By this, I mean don't try to format your data table to make browsing it easier. For example, one might put table super-headers spanning two columns to visually connect them, or one could have "sub-rows" or other summary rows adding information to a row above them. All rows should have the same meaning, e.g. if you know how to read one row, you know you can read any other row in the same way.

The key to understanding this is understanding the difference between how a human reads a table and how a computer reads it. The above tricks are really great for humans. Proper table structure allows us to take in a lot of information at a glance, however computers have no good way of analyzing a table in that way. When a table is read in by a computer, it does so line-by-line. Each line is then split into cells (say, by splitting at all the commas, or at all the tab characters), and then each column is handled independently. Thus, any context established between columns or contained in previous lines (or, worse, in lines not yet read) requires needless programming effort to maintain.

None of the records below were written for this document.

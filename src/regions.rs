// Copyright 2020 Xavier Gillard
//
// Permission is hereby granted, free of charge, to any person obtaining a copy of
// this software and associated documentation files (the "Software"), to deal in
// the Software without restriction, including without limitation the rights to
// use, copy, modify, merge, publish, distribute, sublicense, and/or sell copies of
// the Software, and to permit persons to whom the Software is furnished to do so,
// subject to the following conditions:
//
// The above copyright notice and this permission notice shall be included in all
// copies or substantial portions of the Software.
//
// THE SOFTWARE IS PROVIDED "AS IS", WITHOUT WARRANTY OF ANY KIND, EXPRESS OR
// IMPLIED, INCLUDING BUT NOT LIMITED TO THE WARRANTIES OF MERCHANTABILITY, FITNESS
// FOR A PARTICULAR PURPOSE AND NONINFRINGEMENT. IN NO EVENT SHALL THE AUTHORS OR
// COPYRIGHT HOLDERS BE LIABLE FOR ANY CLAIM, DAMAGES OR OTHER LIABILITY, WHETHER
// IN AN ACTION OF CONTRACT, TORT OR OTHERWISE, ARISING FROM, OUT OF OR IN
// CONNECTION WITH THE SOFTWARE OR THE USE OR OTHER DEALINGS IN THE SOFTWARE.

//! Connected-component partitioning of variables by clause adjacency. Two
//! variables are in the same region iff some chain of shared clauses links
//! them; regions are independent sub-problems that the reorderer
//! (`crate::reorder`) can optimize one at a time.

use crate::clause::Clause;

/// Builds, for each variable `1..=num_vars`, the list of clause indices it
/// appears in.
pub fn var_to_clauses(clauses: &[Clause], num_vars: u32) -> Vec<Vec<u32>> {
    let mut index = vec![Vec::new(); num_vars as usize + 1];
    for (c, clause) in clauses.iter().enumerate() {
        for &l in clause.literals() {
            index[l.unsigned_abs() as usize].push(c as u32);
        }
    }
    index
}

/// Partitions `1..=num_vars` into connected components under clause
/// adjacency. Regions are returned in the order their first (smallest)
/// variable was discovered, starting from variable 1 and then the smallest
/// unvisited variable thereafter, matching a breadth-first sweep seeded at
/// each new component's lowest-numbered member.
pub fn decompose(clauses: &[Clause], num_vars: u32) -> Vec<Vec<u32>> {
    let var_clauses = var_to_clauses(clauses, num_vars);
    let mut visited = vec![false; num_vars as usize + 1];
    let mut regions = Vec::new();

    for seed in 1..=num_vars {
        if visited[seed as usize] {
            continue;
        }
        let mut region = Vec::new();
        let mut queue = std::collections::VecDeque::new();
        queue.push_back(seed);
        visited[seed as usize] = true;
        while let Some(v) = queue.pop_front() {
            region.push(v);
            for &c in &var_clauses[v as usize] {
                for &l in clauses[c as usize].literals() {
                    let w = l.unsigned_abs() as u32;
                    if !visited[w as usize] {
                        visited[w as usize] = true;
                        queue.push_back(w);
                    }
                }
            }
        }
        region.sort_unstable();
        regions.push(region);
    }
    regions
}

#[cfg(test)]
mod tests {
    use super::*;

    fn clause(lits: &[i64]) -> Clause {
        Clause::normalize(lits.to_vec()).unwrap()
    }

    #[test]
    fn disjoint_clause_sets_form_separate_regions() {
        let clauses = vec![clause(&[1, 2]), clause(&[3, 4])];
        let regions = decompose(&clauses, 4);
        assert_eq!(regions.len(), 2);
        assert_eq!(regions[0], vec![1, 2]);
        assert_eq!(regions[1], vec![3, 4]);
    }

    #[test]
    fn shared_clause_merges_variables_into_one_region() {
        let clauses = vec![clause(&[1, 2]), clause(&[2, 3])];
        let regions = decompose(&clauses, 3);
        assert_eq!(regions.len(), 1);
        assert_eq!(regions[0], vec![1, 2, 3]);
    }

    #[test]
    fn isolated_variable_with_no_clauses_is_its_own_region() {
        let clauses = vec![clause(&[1, 2])];
        let regions = decompose(&clauses, 3);
        assert_eq!(regions.len(), 2);
        assert_eq!(regions[1], vec![3]);
    }
}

Also, please do not hide information by depending on formatting tricks such as cell coloring! For example, if the rows can be classified by applying a threshold to some column of data, do not simply color those cells of data to indicate the results of the classification. A program will have no way of getting that information. Instead, you should add a column to the table specifying the classification.

So remember, if your data will be analyzed computationally, make it beautiful for computers not for humans!

Don't throw out data

Of course, it's difficult to be sure just how often this happens but I have definitely seen it. When a lot of biological data is generated, often a lot of it is not at all necessary for your immediate analysis needs. However, one scientist's junk is another one's treasure. So, don't haphazardly delete columns from your table just because you don't think it's necessary! Likewise, leave all of the raw data from which you made your calculations. Let the future users of your data decide what they need.

Make your data available elsewhere

While having your data available alongside your publication as supplementary information is useful, a lot of the above problems can be alleviated by also making your data available from public repositories. These will usually have fairly strict standards, so that anyone downloading from them can safely expect the data to be in a useful format. This also neatly sidesteps any unreasonable format restrictions imposed by the publisher.